Description of the task: All lines in the records below with the word "Create" must be returned.

*** Provided information Section Begins ***

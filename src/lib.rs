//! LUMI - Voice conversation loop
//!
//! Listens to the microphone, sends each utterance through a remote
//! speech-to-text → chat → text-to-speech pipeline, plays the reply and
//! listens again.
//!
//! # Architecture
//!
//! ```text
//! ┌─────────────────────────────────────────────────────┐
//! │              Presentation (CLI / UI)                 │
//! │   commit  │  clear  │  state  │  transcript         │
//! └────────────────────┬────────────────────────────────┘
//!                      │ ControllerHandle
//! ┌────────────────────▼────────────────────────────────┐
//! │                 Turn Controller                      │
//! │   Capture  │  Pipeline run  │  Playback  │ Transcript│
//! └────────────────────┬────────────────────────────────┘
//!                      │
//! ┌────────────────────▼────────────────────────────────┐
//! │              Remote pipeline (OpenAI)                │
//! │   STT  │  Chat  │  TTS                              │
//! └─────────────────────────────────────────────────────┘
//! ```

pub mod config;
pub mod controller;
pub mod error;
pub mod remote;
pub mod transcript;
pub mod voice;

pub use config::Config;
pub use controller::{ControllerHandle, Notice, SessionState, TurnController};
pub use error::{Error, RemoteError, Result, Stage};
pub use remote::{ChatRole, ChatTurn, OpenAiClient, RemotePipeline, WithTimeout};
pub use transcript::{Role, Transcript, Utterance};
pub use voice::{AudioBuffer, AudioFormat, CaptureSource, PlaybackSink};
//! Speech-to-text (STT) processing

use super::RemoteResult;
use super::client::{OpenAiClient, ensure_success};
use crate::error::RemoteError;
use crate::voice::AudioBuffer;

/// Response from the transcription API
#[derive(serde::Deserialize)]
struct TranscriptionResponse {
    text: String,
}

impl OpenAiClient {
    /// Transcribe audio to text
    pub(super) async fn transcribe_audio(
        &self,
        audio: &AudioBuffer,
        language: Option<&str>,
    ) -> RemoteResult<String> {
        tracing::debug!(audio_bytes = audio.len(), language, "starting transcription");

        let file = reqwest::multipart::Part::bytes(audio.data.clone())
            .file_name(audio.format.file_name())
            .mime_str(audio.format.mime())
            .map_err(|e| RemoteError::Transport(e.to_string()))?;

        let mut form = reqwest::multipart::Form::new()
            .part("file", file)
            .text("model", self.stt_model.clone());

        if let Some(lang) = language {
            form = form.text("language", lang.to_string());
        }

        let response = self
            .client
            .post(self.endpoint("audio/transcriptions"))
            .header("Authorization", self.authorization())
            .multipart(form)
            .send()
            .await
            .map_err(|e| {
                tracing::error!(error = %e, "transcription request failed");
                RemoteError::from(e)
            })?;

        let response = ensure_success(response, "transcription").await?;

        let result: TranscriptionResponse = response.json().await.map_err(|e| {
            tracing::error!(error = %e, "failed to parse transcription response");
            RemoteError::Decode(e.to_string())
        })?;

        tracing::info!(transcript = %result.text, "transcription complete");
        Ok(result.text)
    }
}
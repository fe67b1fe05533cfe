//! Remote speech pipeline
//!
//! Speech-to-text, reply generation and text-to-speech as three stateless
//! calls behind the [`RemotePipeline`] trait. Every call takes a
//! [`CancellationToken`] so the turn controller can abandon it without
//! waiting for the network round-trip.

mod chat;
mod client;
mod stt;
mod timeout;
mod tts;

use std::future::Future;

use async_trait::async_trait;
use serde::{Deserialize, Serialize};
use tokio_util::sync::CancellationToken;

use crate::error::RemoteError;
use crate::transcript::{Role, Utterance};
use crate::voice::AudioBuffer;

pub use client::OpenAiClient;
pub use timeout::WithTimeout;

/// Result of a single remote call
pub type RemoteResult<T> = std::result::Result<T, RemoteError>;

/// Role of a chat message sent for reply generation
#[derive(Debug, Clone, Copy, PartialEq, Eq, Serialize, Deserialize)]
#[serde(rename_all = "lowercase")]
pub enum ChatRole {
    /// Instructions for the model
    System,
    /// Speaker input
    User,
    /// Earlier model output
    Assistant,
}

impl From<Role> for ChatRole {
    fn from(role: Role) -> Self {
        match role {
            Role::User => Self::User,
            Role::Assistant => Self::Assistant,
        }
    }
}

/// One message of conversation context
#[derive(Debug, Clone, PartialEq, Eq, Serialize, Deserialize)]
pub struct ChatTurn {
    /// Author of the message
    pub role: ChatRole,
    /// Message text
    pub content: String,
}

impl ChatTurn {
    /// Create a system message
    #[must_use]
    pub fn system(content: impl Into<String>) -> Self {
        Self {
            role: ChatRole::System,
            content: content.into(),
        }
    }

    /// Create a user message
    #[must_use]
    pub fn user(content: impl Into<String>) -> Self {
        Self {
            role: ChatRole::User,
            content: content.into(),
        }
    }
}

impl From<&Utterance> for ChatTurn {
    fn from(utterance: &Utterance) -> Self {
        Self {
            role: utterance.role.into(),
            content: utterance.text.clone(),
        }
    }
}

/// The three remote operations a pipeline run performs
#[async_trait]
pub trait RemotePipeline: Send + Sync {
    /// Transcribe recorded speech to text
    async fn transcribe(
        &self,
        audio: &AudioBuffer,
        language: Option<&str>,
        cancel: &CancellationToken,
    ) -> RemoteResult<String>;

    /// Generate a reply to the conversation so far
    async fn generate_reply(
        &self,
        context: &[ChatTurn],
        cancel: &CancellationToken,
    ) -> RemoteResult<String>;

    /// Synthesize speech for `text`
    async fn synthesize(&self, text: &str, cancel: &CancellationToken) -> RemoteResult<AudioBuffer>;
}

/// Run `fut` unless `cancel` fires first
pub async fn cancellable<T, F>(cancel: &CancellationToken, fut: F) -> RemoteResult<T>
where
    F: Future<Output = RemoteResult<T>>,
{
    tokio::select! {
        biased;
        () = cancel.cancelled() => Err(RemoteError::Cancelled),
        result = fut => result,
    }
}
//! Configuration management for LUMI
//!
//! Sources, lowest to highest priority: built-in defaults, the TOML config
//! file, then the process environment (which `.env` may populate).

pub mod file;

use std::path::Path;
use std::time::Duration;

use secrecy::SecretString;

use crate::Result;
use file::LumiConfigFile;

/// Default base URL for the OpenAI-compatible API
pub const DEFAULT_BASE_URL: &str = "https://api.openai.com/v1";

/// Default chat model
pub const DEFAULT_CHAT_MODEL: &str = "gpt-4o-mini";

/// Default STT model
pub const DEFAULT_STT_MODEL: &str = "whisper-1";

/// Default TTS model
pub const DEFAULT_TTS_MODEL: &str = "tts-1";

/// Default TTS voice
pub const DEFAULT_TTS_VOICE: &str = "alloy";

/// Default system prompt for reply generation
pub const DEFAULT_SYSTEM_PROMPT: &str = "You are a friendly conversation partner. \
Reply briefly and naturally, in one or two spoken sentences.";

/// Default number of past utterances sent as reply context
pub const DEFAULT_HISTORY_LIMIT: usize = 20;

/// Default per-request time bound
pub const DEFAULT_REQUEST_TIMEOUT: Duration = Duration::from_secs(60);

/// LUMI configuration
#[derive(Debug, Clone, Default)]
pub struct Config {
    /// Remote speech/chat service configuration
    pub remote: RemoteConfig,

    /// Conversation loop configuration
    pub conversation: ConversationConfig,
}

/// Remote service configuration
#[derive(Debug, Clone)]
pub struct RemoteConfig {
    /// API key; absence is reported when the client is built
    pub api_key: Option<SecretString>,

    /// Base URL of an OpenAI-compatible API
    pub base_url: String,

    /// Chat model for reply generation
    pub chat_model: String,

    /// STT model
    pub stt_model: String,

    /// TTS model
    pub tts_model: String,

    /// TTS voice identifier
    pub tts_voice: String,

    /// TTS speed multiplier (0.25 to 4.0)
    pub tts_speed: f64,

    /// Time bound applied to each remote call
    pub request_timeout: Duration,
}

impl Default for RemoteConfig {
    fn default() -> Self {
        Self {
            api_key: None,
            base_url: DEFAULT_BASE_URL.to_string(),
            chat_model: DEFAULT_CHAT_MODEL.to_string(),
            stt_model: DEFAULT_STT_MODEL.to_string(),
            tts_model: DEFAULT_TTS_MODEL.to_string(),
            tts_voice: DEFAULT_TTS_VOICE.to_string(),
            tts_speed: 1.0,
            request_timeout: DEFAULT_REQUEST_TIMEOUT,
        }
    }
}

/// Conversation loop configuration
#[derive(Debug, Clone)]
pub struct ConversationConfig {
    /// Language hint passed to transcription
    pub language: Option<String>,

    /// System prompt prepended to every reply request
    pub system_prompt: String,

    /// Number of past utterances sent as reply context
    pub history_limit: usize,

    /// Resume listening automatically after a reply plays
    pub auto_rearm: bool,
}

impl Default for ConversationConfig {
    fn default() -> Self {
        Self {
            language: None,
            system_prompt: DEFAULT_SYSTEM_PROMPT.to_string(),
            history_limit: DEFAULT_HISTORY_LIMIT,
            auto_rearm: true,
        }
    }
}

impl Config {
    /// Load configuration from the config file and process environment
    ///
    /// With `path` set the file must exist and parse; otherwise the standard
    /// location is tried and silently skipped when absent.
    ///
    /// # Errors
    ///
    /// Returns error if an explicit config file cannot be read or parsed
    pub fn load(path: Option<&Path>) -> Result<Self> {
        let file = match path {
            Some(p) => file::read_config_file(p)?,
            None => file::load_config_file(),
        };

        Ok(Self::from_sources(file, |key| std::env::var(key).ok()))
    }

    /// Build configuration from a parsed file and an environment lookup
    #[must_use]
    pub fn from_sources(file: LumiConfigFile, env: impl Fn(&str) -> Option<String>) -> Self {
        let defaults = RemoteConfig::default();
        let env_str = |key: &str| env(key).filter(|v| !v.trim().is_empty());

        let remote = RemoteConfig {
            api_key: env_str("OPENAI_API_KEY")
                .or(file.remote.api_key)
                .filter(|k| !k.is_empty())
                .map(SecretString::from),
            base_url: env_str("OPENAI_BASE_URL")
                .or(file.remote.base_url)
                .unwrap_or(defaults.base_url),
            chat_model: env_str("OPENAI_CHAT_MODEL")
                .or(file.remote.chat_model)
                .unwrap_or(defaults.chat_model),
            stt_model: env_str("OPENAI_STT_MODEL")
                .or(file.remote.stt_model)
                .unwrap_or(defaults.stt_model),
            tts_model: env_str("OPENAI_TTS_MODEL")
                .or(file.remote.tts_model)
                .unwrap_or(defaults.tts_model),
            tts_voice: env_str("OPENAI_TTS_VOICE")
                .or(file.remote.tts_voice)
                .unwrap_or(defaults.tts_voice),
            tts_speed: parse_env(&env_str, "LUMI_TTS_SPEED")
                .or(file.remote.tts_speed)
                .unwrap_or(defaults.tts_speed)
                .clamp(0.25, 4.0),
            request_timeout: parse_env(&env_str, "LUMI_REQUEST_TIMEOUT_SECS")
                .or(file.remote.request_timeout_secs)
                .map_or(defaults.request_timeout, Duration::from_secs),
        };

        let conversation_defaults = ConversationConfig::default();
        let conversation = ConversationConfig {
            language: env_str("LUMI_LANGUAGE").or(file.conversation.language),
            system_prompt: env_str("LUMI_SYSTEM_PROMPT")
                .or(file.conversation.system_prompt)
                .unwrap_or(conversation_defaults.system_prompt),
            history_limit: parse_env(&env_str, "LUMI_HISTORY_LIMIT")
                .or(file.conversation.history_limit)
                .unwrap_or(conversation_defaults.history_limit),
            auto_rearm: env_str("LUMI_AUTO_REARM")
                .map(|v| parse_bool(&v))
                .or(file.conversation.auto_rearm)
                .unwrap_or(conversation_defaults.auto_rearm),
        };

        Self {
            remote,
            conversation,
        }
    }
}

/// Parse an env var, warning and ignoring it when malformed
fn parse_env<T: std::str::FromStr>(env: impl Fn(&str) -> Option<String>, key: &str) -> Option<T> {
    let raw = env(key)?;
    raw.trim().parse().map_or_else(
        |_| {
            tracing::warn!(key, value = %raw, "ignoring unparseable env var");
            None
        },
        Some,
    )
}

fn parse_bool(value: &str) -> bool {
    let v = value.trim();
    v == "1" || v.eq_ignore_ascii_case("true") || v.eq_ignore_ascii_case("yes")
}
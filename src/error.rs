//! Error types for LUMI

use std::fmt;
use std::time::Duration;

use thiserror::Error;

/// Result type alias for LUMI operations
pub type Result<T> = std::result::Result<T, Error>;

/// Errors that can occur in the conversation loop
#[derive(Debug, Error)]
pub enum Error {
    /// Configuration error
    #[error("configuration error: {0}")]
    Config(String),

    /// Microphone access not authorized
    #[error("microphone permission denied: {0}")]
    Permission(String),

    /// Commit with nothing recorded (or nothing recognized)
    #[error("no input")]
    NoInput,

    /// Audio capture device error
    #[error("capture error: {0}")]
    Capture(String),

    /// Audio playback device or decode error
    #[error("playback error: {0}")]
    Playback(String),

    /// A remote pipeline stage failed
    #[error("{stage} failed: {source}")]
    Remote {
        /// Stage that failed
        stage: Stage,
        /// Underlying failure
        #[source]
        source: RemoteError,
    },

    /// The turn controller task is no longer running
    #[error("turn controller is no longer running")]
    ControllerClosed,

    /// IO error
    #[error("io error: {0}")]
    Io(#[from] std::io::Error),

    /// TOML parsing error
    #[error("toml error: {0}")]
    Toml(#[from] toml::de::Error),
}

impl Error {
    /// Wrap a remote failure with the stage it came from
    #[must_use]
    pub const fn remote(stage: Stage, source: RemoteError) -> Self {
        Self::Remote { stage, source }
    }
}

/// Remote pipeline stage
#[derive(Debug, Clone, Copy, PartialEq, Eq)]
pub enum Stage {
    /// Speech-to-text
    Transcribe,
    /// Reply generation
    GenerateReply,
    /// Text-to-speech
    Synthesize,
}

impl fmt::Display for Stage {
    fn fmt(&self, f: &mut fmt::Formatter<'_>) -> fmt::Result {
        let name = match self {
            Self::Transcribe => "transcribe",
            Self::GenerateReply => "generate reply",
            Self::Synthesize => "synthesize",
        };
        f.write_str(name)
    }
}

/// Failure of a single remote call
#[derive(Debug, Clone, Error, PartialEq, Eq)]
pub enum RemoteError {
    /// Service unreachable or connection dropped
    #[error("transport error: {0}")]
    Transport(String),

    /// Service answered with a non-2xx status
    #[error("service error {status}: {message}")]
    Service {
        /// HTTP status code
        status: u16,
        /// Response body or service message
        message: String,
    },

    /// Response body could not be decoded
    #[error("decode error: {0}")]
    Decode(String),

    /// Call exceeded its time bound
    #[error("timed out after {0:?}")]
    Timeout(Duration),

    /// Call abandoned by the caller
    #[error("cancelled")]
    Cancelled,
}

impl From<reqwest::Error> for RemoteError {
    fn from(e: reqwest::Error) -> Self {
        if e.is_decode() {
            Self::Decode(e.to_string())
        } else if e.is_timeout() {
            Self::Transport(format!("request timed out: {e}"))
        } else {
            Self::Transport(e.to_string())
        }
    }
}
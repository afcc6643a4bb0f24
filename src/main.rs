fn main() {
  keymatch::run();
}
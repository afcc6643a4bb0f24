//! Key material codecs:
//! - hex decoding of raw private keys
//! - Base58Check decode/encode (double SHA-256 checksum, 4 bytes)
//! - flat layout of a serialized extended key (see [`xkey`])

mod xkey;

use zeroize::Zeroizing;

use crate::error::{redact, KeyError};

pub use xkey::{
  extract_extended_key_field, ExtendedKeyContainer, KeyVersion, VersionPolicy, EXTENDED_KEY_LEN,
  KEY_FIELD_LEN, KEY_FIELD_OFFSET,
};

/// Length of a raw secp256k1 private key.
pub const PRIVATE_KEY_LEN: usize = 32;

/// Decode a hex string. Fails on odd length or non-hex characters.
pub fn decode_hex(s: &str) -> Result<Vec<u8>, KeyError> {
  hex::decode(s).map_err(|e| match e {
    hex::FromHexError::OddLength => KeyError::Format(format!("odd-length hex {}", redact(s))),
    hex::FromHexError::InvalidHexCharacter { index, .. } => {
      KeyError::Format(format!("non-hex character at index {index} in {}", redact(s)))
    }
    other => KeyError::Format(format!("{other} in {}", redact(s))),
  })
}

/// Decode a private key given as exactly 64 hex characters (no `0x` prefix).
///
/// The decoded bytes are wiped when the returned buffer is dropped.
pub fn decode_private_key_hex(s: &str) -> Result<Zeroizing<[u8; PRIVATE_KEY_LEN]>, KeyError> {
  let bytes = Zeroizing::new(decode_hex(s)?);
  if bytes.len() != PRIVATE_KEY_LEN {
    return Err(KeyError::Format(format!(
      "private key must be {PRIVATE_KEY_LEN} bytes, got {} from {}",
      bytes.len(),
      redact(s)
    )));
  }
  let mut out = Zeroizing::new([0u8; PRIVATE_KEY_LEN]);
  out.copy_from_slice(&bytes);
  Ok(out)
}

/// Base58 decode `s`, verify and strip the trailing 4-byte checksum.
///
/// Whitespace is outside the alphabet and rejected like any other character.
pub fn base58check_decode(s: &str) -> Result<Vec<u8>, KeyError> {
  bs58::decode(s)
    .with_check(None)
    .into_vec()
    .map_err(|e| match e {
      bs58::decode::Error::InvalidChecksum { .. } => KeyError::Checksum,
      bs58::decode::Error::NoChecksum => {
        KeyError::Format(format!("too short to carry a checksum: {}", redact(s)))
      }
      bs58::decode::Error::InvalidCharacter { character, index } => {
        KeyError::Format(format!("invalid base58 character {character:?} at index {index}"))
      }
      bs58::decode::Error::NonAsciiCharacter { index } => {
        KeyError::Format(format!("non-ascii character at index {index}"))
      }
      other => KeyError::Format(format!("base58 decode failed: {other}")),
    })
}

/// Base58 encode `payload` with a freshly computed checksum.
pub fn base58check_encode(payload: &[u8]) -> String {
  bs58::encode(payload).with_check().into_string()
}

*** Provided information Section Ends ***

Final answer:
    /// Create a system message
    /// Create a user message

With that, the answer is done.